◆ DIRECTIONS FOR THIS TASK ◆
When the line containing "filename crates/ui/src/app.rs" appears in the entries below, begin printing there and stop after the line containing "handle_error: |errors: ErrorContext|"; print each of those lines exactly and no other line.

:: INPUT DATA

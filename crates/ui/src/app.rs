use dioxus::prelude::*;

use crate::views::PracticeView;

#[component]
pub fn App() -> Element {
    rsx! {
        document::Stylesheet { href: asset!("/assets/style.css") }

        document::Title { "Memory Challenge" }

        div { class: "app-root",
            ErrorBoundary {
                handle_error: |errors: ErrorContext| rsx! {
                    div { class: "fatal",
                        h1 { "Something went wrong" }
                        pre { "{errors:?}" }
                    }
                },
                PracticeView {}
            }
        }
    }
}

::::
:: INPUT DATA

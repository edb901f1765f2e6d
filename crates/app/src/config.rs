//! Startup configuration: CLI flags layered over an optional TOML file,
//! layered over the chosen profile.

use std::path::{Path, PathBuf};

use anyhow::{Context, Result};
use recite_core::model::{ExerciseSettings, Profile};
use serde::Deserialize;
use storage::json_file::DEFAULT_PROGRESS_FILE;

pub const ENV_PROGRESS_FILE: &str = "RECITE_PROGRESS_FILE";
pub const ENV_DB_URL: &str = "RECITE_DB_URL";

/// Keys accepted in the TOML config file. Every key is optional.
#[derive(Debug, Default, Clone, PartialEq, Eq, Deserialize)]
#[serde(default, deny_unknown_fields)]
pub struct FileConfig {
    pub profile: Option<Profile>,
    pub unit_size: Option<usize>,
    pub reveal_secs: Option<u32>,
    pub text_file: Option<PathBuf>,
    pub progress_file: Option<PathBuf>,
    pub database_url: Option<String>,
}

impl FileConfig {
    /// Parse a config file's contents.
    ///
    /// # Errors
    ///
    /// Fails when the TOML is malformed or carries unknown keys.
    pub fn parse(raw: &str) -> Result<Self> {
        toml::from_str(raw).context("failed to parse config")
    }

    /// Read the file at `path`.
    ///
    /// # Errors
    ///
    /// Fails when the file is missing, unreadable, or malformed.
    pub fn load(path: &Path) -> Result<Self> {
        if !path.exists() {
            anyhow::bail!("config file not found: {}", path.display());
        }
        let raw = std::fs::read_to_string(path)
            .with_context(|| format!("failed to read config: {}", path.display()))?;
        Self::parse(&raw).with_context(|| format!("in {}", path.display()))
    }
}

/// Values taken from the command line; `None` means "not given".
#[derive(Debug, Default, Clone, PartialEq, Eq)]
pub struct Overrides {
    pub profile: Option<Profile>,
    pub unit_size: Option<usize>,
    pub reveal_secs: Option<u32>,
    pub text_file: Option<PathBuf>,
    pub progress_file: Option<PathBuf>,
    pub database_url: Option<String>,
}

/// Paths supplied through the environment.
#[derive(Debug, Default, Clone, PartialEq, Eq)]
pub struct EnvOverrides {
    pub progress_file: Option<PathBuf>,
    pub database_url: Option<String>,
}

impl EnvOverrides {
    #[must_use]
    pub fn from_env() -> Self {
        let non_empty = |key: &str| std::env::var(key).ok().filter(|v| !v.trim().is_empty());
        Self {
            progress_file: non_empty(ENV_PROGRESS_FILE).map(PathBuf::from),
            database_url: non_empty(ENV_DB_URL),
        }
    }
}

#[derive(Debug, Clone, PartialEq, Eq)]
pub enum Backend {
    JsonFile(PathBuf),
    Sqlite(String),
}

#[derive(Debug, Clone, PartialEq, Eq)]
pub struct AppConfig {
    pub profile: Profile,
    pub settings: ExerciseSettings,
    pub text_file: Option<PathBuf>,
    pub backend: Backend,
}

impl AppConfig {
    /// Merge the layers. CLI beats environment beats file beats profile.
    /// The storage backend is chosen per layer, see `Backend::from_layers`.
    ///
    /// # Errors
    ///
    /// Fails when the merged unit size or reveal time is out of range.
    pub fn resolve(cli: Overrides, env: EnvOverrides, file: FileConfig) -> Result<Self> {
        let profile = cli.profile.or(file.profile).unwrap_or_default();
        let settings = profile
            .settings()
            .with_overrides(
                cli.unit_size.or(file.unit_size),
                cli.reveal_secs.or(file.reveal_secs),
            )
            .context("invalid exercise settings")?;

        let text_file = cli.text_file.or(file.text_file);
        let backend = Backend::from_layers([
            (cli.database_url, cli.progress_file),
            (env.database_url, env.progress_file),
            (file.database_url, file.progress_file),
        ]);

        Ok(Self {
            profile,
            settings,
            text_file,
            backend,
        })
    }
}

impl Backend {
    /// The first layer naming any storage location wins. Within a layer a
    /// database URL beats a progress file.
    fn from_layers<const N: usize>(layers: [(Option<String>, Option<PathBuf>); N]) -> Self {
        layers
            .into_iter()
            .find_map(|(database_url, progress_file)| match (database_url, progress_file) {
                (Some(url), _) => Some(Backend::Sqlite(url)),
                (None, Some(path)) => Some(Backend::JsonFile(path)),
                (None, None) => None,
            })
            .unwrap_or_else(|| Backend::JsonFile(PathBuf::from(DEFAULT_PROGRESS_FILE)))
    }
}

::::

◆ TASK OUTPUT ◆
filename crates/ui/src/app.rs
use dioxus::prelude::*;

use crate::views::PracticeView;

#[component]
pub fn App() -> Element {
    rsx! {
        document::Stylesheet { href: asset!("/assets/style.css") }

        document::Title { "Memory Challenge" }

        div { class: "app-root",
            ErrorBoundary {
                handle_error: |errors: ErrorContext| rsx! {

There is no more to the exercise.